More authoritatively, before 2004 elections, the prefect of the Congregation for the Doctrine of Faith, Cardinal Joseph Ratzinger, represented Pope John Paul II and sent a memo to Cardinal McCarrick stressing: “Not all moral issues have the same moral weight as abortion and euthanasia. For example, if a Catholic were to be at odds with the Holy Father on the application of capital punishment or on the decision to wage war, he would not for that reason be considered unworthy to present himself to receive Holy Communion. There may be a legitimate diversity of opinion even among Catholics about waging war and applying the death penalty, but not however with regard to abortion and euthanasia.”
Here again, Cardinal Ratzinger, who is now Pope Benedict XVI, pointed out that a Catholic is not dissenting from the Church or in a state of mortal sin by disagreeing with a prudential judgment on the application of capital punishment.

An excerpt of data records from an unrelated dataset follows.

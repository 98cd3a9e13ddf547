mod common;

use sea_orm::EntityTrait;
use storefront_api::{
    dto::cart::AddToCartRequest,
    entity::products,
    error::AppError,
    services::{
        cart_service,
        checkout_service::{self, CheckoutOutcome},
    },
};

// Two buyers race for the last unit of one product. Exactly one checkout
// wins; the loser gets the insufficient-stock failure and no oversell
// happens.
#[tokio::test]
async fn concurrent_checkouts_for_last_unit_pick_one_winner() -> anyhow::Result<()> {
    let Some(state) = common::setup_state().await? else {
        return Ok(());
    };

    let first = common::create_user(&state, "racer-one").await?;
    let second = common::create_user(&state, "racer-two").await?;
    let category_id = common::create_category(&state).await?;
    let product_id = common::create_product(&state, category_id, 100, 1).await?;

    for user_id in [first, second] {
        cart_service::add_to_cart(
            &state.pool,
            AddToCartRequest {
                user_id,
                product_id,
                quantity: Some(1),
            },
        )
        .await?;
    }

    let (a, b) = tokio::join!(
        checkout_service::place_order(&state, first),
        checkout_service::place_order(&state, second),
    );

    let mut placed = 0;
    let mut declined = 0;
    for result in [a, b] {
        match result {
            Ok(CheckoutOutcome::Placed(order)) => {
                assert_eq!(order.total, 100);
                placed += 1;
            }
            Ok(CheckoutOutcome::EmptyCart) => panic!("neither cart was empty"),
            Err(AppError::InsufficientStock { available, .. }) => {
                assert_eq!(available, 0);
                declined += 1;
            }
            Err(other) => panic!("unexpected failure: {other:?}"),
        }
    }
    assert_eq!(placed, 1, "exactly one checkout must win");
    assert_eq!(declined, 1, "the other must be declined");

    let product = products::Entity::find_by_id(product_id)
        .one(&state.orm)
        .await?
        .expect("product row");
    assert_eq!(product.stock, 0);
    assert_eq!(product.sold, 1);

    Ok(())
}

// The same user checking out from two devices must not be double-charged:
// the second transaction sees the emptied cart.
#[tokio::test]
async fn concurrent_checkouts_same_user_place_one_order() -> anyhow::Result<()> {
    let Some(state) = common::setup_state().await? else {
        return Ok(());
    };

    let user_id = common::create_user(&state, "two-devices").await?;
    let category_id = common::create_category(&state).await?;
    let product_id = common::create_product(&state, category_id, 100, 10).await?;

    cart_service::add_to_cart(
        &state.pool,
        AddToCartRequest {
            user_id,
            product_id,
            quantity: Some(2),
        },
    )
    .await?;

    let (a, b) = tokio::join!(
        checkout_service::place_order(&state, user_id),
        checkout_service::place_order(&state, user_id),
    );

    let outcomes = [a?, b?];
    let placed = outcomes
        .iter()
        .filter(|o| matches!(o, CheckoutOutcome::Placed(_)))
        .count();
    let empty = outcomes
        .iter()
        .filter(|o| matches!(o, CheckoutOutcome::EmptyCart))
        .count();
    assert_eq!(placed, 1, "only one device may place the order");
    assert_eq!(empty, 1, "the other sees an already-empty cart");

    let product = products::Entity::find_by_id(product_id)
        .one(&state.orm)
        .await?
        .expect("product row");
    assert_eq!(product.stock, 8);
    assert_eq!(product.sold, 2);

    Ok(())
}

Furthermore, in stating that a Catholic is not prevented from receiving Holy Communion by differing with the pope’s application of the death penalty, it is unjust to refer to such persons as cafeteria Catholics.
Disagreements with the prudential judgment of the Holy Father on the application of capital punishment should always be made in a spirit of filial respect. In so doing, it even more fully stresses the essential difference between such Catholics and the tirades against the popes by notorious dissenters such as Frances Kissling. While it is possible that a Catholic could support the state’s use of capital punishment out of vengeful and thus sinful motives, it’s also possible that he could do so out of good will, without sin and in a spirit of mercy toward those to be executed. But even if public Catholics were to support the death penalty out of sinful motives, it would not approach anywhere near the level of gravity and scandal caused by those who publicly support the intrinsically grave evils of abortion, human embryonic stem cell research and euthanasia.
1Summa Theologiae, II-II q.64, art. 2.